Authors: Matthew Stover
I can still see it.
We had our share of problems, Shanna and I. Most were of our own creation. We were never happy together. Never. Not when we met. Not when we married, not even when I kidnapped a god and ignited civil war and crippled myself to save her. She was in love with the guy she thought was inside Caine—the sad, suffering soul who’d forged a monster mask to defend his pain against the bleak realities of Earth.
Me? I was desperate to prove her right.
Pretending there was a decent guy lurking somewhere in the vicinity of my heart gave me a narrative I thought I could live with.
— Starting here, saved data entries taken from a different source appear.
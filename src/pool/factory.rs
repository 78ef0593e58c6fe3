//! A pluggable way to produce a fresh authenticated [`Client`] on demand.
//!
//! There's no async-closure-as-trait-object support in the standard
//! library yet, so this uses the common hand-rolled pattern: an object-safe
//! trait with a manually-boxed future, implemented for any `Fn() -> Future`
//! closure. Callers pass a plain `|| async { ... }` closure; they never see
//! the boxing.

use std::future::Future;
use std::pin::Pin;

use crate::client::Client;
use crate::error::Result;

type BoxFuture<'a, T> = Pin<Box<dyn Future<Output = T> + Send + 'a>>;

pub trait ConnectFactory: Send + Sync {
    fn connect(&self) -> BoxFuture<'_, Result<Client>>;
}

impl<F, Fut> ConnectFactory for F
where
    F: Fn() -> Fut + Send + Sync,
    Fut: Future<Output = Result<Client>> + Send + 'static,
{
    fn connect(&self) -> BoxFuture<'_, Result<Client>> {
        Box::pin((self)())
    }
}
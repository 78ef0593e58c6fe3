//! Handshake/auth and `ping` against the fake server harness.

mod support;

use myproto_mysql::{ClientOptions, Connection, Error};
use support::{handshake_err, handshake_ok, ok_packet, read_frame, server_capabilities, write_frame};

#[tokio::test]
async fn connects_and_pings() {
    let (client_half, mut server_half) = tokio::io::duplex(8192);
    let caps = server_capabilities();

    let server = tokio::spawn(async move {
        handshake_ok(&mut server_half, caps).await;

        // COM_PING
        let (_seq, payload) = read_frame(&mut server_half).await;
        assert_eq!(payload[0], 0x0E);
        write_frame(&mut server_half, 1, &ok_packet(0, 0, 0x0002)).await;
        server_half
    });

    let options = ClientOptions::default();
    let connection = Connection::connect(client_half, support::USERNAME, support::PASSWORD, &options)
        .await
        .expect("handshake should succeed");

    let rtt = connection.ping().await.expect("ping should succeed");
    assert!(rtt < 5_000, "round trip should be fast against an in-process peer");

    server.await.unwrap();
}

#[tokio::test]
async fn failed_authentication_surfaces_as_a_server_error() {
    let (client_half, mut server_half) = tokio::io::duplex(8192);
    let caps = server_capabilities();

    let server = tokio::spawn(async move {
        handshake_err(&mut server_half, caps).await;
    });

    let options = ClientOptions::default();
    let result = Connection::connect(client_half, support::USERNAME, "wrong", &options).await;

    match result {
        Ok(_) => panic!("expected authentication to fail"),
        Err(Error::Server { code, .. }) => assert_eq!(code, 1045),
        Err(other) => panic!("expected a server error, got {other:?}"),
    }

    server.await.unwrap();
}

#[tokio::test]
async fn empty_password_produces_empty_auth_response() {
    let (client_half, mut server_half) = tokio::io::duplex(8192);
    let caps = server_capabilities();

    let server = tokio::spawn(async move {
        write_frame(&mut server_half, 0, &support::greeting(caps)).await;
        let (_seq, response) = read_frame(&mut server_half).await;

        // capabilities(4) + max_packet(4) + charset(1) + reserved(23) + username + nul
        let username_start = 4 + 4 + 1 + 23;
        let username_end = response[username_start..]
            .iter()
            .position(|&b| b == 0)
            .map(|p| username_start + p)
            .unwrap();
        // PLUGIN_AUTH_LENENC_CLIENT_DATA is negotiated, so the auth
        // response is a length-encoded byte string; an empty response is
        // therefore a single `0x00` length prefix.
        assert_eq!(response[username_end + 1], 0x00);

        write_frame(&mut server_half, 2, &ok_packet(0, 0, 0x0002)).await;
    });

    let options = ClientOptions::default();
    Connection::connect(client_half, support::USERNAME, "", &options)
        .await
        .expect("handshake with an empty password should succeed");

    server.await.unwrap();
}
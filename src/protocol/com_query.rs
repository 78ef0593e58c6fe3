//! `COM_QUERY`, used only for the literal transaction verbs:
//! `START TRANSACTION [READ ONLY]`, `COMMIT`, `ROLLBACK`. No text-protocol
//! result-row parsing is implemented.

use crate::io::PacketBuilder;

pub const COM_QUERY: u8 = 0x03;

pub fn encode(sql: &str) -> Vec<u8> {
    let mut b = PacketBuilder::new();
    b.u8(COM_QUERY);
    b.bytes(sql.as_bytes());
    b.into_vec()
}
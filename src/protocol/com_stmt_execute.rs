//! `COM_STMT_EXECUTE` request encoding.

use crate::io::{param_bitmap_len, param_bitmap_set, PacketBuilder};
use crate::value::MySqlValue;

pub const COM_STMT_EXECUTE: u8 = 0x17;

/// Cursor flag byte; this crate only ever sends `NO_CURSOR`.
const CURSOR_TYPE_NO_CURSOR: u8 = 0x00;

pub fn encode(statement_id: u32, params: &[MySqlValue]) -> Vec<u8> {
    let mut b = PacketBuilder::new();

    b.u8(COM_STMT_EXECUTE);
    b.u32_le(statement_id);
    b.u8(CURSOR_TYPE_NO_CURSOR);
    b.u32_le(1); // iteration count, always 1

    if params.is_empty() {
        return b.into_vec();
    }

    let mut bitmap = vec![0u8; param_bitmap_len(params.len())];
    for (i, v) in params.iter().enumerate() {
        if matches!(v, MySqlValue::Null) {
            param_bitmap_set(&mut bitmap, i);
        }
    }
    b.bytes(&bitmap);
    // Always (re-)send parameter types; we never rely on the server
    // remembering a previous bind, so the "new params bound" flag is
    // unconditionally 1.
    b.u8(1);

    for v in params {
        let (type_id, unsigned, _) = v.wire_encoding();
        b.u8(type_id.0);
        b.u8(if unsigned { 0x80 } else { 0x00 });
    }

    for v in params {
        if let (_, _, Some(body)) = v.wire_encoding() {
            b.bytes(&body);
        }
    }

    b.into_vec()
}

#[cfg(test)]
mod tests {
    use super::*;
    use crate::io::param_bitmap_get;

    #[test]
    fn null_param_sets_bitmap_bit_and_has_no_body() {
        let params = vec![MySqlValue::Null, MySqlValue::Int(7)];
        let bytes = encode(1, &params);

        // header: tag(1) + stmt_id(4) + cursor(1) + iterations(4) = 10
        let bitmap_len = param_bitmap_len(2);
        let bitmap = &bytes[10..10 + bitmap_len];
        assert!(param_bitmap_get(bitmap, 0));
        assert!(!param_bitmap_get(bitmap, 1));
    }
}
I didn’t much like myself in those days.
Still don’t, really. I just don’t mind so much anymore.
Shanna and I both told ourselves—with hysterical insistence—that Caine was just an act. A character played by Hari Michaelson, international superstar and bon vivant. And on the platform, the look on her face … I was watching her finally understand that the character had been Hari Michaelson. From the beginning.
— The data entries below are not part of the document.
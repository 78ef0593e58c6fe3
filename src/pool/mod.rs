//! The connection pool: capacity accounting, an idle queue,
//! demand-driven creation, transaction-state detection on release, and
//! fault-triggered eviction.
//!
//! "Active counter + idle queue + FIFO waiters" is realized here with a
//! [`tokio::sync::Semaphore`] sized to `pool.size`: a permit *is* one unit
//! of the active count, acquiring one is demand-driven creation admission
//! control, and Tokio's semaphore already wakes waiters in FIFO order —
//! there is no separate counter to keep in sync with it.

mod factory;

use std::collections::VecDeque;
use std::sync::atomic::{AtomicBool, Ordering};
use std::sync::{Arc, Weak};

use tokio::sync::{Mutex, OwnedSemaphorePermit, Semaphore};
use tracing::{info, instrument, warn};

pub use factory::ConnectFactory;

use crate::client::Client;
use crate::connection::ping_client;
use crate::error::{Error, Result};
use crate::options::PoolOptions;
use crate::statement::Statement;

struct PoolInner {
    semaphore: Arc<Semaphore>,
    idle: Mutex<VecDeque<Client>>,
    disposed: AtomicBool,
    factory: Box<dyn ConnectFactory>,
    options: PoolOptions,
}

/// An allocator of up to `options.size` [`Client`]s, created on demand and
/// reused via an idle queue.
#[derive(Clone)]
pub struct Pool {
    inner: Arc<PoolInner>,
}

impl Pool {
    pub fn new<F>(factory: F, options: PoolOptions) -> Pool
    where
        F: ConnectFactory + 'static,
    {
        Pool {
            inner: Arc::new(PoolInner {
                semaphore: Arc::new(Semaphore::new(options.size)),
                idle: Mutex::new(VecDeque::new()),
                disposed: AtomicBool::new(false),
                factory: Box::new(factory),
                options,
            }),
        }
    }

    fn disposed_error() -> Error {
        Error::Pool("pool is disposed".into())
    }

    /// Acquire a [`PooledConnection`].
    #[instrument(skip(self))]
    pub async fn checkout(&self) -> Result<PooledConnection> {
        if self.inner.disposed.load(Ordering::Acquire) {
            return Err(Self::disposed_error());
        }

        let permit = self
            .inner
            .semaphore
            .clone()
            .acquire_owned()
            .await
            .map_err(|_| Self::disposed_error())?;

        if self.inner.disposed.load(Ordering::Acquire) {
            return Err(Self::disposed_error());
        }

        let existing = self.inner.idle.lock().await.pop_front();
        let client = match existing {
            Some(client) => client,
            None => self.inner.factory.connect().await?,
        };

        Ok(PooledConnection {
            client,
            prefetch: self.inner.options.client.statement_prefetch,
            permit: Some(permit),
            pool: Arc::downgrade(&self.inner),
            disposed: false,
        })
    }

    /// Returns a [`PooledStatement`] that lazily checks out a client on its
    /// first `execute`.
    pub fn prepare(&self, sql: impl Into<String>) -> PooledStatement {
        PooledStatement::new(self.clone(), sql.into())
    }

    /// Marks the pool disposed (new checkouts and prepares fail) and
    /// closes every currently-idle client. Idempotent.
    #[instrument(skip(self))]
    pub async fn shutdown(&self) {
        if self.inner.disposed.swap(true, Ordering::AcqRel) {
            return;
        }
        info!("shutting down pool");
        let idle: Vec<Client> = self.inner.idle.lock().await.drain(..).collect();
        for client in idle {
            client.shutdown(Some("pool shut down".into())).await;
        }
    }
}

/// A [`Client`] on loan from a [`Pool`]. Exposes the same command surface
/// as [`crate::connection::Connection`]; its `shutdown` releases the
/// client back to the pool instead of closing it outright, unless release
/// determines the client is unfit for reuse.
pub struct PooledConnection {
    client: Client,
    prefetch: usize,
    permit: Option<OwnedSemaphorePermit>,
    pool: Weak<PoolInner>,
    disposed: bool,
}

impl PooledConnection {
    fn check_usable(&self) -> Result<()> {
        if self.disposed {
            return Err(Error::usage("connection is disposed"));
        }
        Ok(())
    }

    pub async fn ping(&self) -> Result<u64> {
        self.check_usable()?;
        ping_client(&self.client).await
    }

    pub fn prepare(&self, sql: impl Into<String>) -> Result<Statement> {
        self.check_usable()?;
        Ok(Statement::new(self.client.clone(), sql, self.prefetch))
    }

    pub async fn begin_transaction(&self, read_only: bool) -> Result<()> {
        self.check_usable()?;
        self.client.begin_transaction(read_only).await
    }

    pub async fn commit(&self) -> Result<()> {
        self.check_usable()?;
        self.client.commit().await
    }

    pub async fn roll_back(&self) -> Result<()> {
        self.check_usable()?;
        self.client.roll_back().await
    }

    /// Idempotent. `reason.is_some()` signals the caller observed a
    /// failure and the client should be evicted rather than reused.
    #[instrument(skip(self))]
    pub async fn shutdown(&mut self, reason: Option<String>) {
        if self.disposed {
            return;
        }
        self.disposed = true;
        let permit = self.permit.take();
        release(&self.pool, self.client.clone(), permit, reason).await;
    }
}

/// The release closure invoked when a loaned client returns.
async fn release(
    pool: &Weak<PoolInner>,
    client: Client,
    permit: Option<OwnedSemaphorePermit>,
    caller_failure: Option<String>,
) {
    let Some(inner) = pool.upgrade() else {
        client.shutdown(caller_failure).await;
        return;
    };

    let pool_disposed = inner.disposed.load(Ordering::Acquire);

    if caller_failure.is_some() || pool_disposed || client.is_disposed() {
        client
            .shutdown(caller_failure.or_else(|| Some("evicted on release".into())))
            .await;
        drop(permit);
        return;
    }

    if client.in_transaction().await {
        let still_in_transaction = match client.probe_in_transaction().await {
            Ok(in_trans) => in_trans,
            Err(_) => true,
        };
        if still_in_transaction {
            warn!("evicting client released while still in a transaction");
            client
                .shutdown(Some("released while still in a transaction".into()))
                .await;
            drop(permit);
            return;
        }
    }

    inner.idle.lock().await.push_back(client);
    drop(permit);
}

/// A statement that lazily acquires a [`PooledConnection`] on its first
/// `execute`. Disposing releases the client back to the pool.
pub struct PooledStatement {
    pool: Pool,
    sql: String,
    limit: Option<u64>,
    offset: Option<u64>,
    bound: Vec<crate::value::MySqlValue>,
    connection: Option<PooledConnection>,
    statement: Option<Statement>,
    disposed: bool,
}

impl PooledStatement {
    fn new(pool: Pool, sql: String) -> Self {
        PooledStatement {
            pool,
            sql,
            limit: None,
            offset: None,
            bound: Vec::new(),
            connection: None,
            statement: None,
            disposed: false,
        }
    }

    pub fn limit(&mut self, n: u64) -> Result<&mut Self> {
        self.limit = Some(n);
        if let Some(stmt) = self.statement.as_mut() {
            stmt.limit(n)?;
        }
        Ok(self)
    }

    pub fn offset(&mut self, k: u64) -> Result<&mut Self> {
        self.offset = Some(k);
        if let Some(stmt) = self.statement.as_mut() {
            stmt.offset(k)?;
        }
        Ok(self)
    }

    pub fn bind(
        &mut self,
        index: usize,
        value: impl Into<crate::value::MySqlValue>,
    ) -> Result<&mut Self> {
        let value = value.into();
        if self.bound.len() <= index {
            self.bound.resize(index + 1, crate::value::MySqlValue::Null);
        }
        self.bound[index] = value.clone();
        if let Some(stmt) = self.statement.as_mut() {
            stmt.bind(index, value)?;
        }
        Ok(self)
    }

    async fn ensure_statement(&mut self) -> Result<&mut Statement> {
        if self.statement.is_none() {
            let connection = self.pool.checkout().await?;
            let mut statement = connection.prepare(self.sql.clone())?;
            if let Some(limit) = self.limit {
                statement.limit(limit)?;
            }
            if let Some(offset) = self.offset {
                statement.offset(offset)?;
            }
            for (i, v) in self.bound.iter().cloned().enumerate() {
                statement.bind(i, v)?;
            }
            self.connection = Some(connection);
            self.statement = Some(statement);
        }
        Ok(self.statement.as_mut().expect("just ensured"))
    }

    pub async fn execute(&mut self) -> Result<crate::result_set::ResultSet> {
        if self.disposed {
            return Err(Error::usage("statement is disposed"));
        }
        let result = self.ensure_statement().await?.execute().await;
        if let Err(ref e) = result {
            if e.is_fatal() {
                if let Some(mut connection) = self.connection.take() {
                    connection.shutdown(Some(e.to_string())).await;
                }
                self.statement = None;
            }
        }
        result
    }

    /// Releases the checked-out connection back to the pool, if one was
    /// ever acquired.
    pub async fn dispose(&mut self) -> Result<()> {
        if self.disposed {
            return Ok(());
        }
        self.disposed = true;
        if let Some(mut statement) = self.statement.take() {
            statement.dispose().await?;
        }
        if let Some(mut connection) = self.connection.take() {
            connection.shutdown(None).await;
        }
        Ok(())
    }
}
She knew the man she’d married had been Caine all along.
And even then, neither of us understood who—what—Caine really is.
Shanna became an Actress because it gave her the chance to help people, really help them.
Save
them. Being born into a Tradesman family meant she’d never be able to do much for people on Earth; Acting for her was the power, every day, to make a positive difference in someone’s life.
Acting for me was getting rich because I like to hurt people.
But not just any people.
I was already in my sixth straight year in the worldwide Top Ten, and Shanna’s numbers would never get her even a whiff of what Top Ten smelled like. And all this and all that and everything else and I wasn’t thinking real clearly at the time, but I distinctly recall one last fleeting thought skating across the surface of unconsciousness.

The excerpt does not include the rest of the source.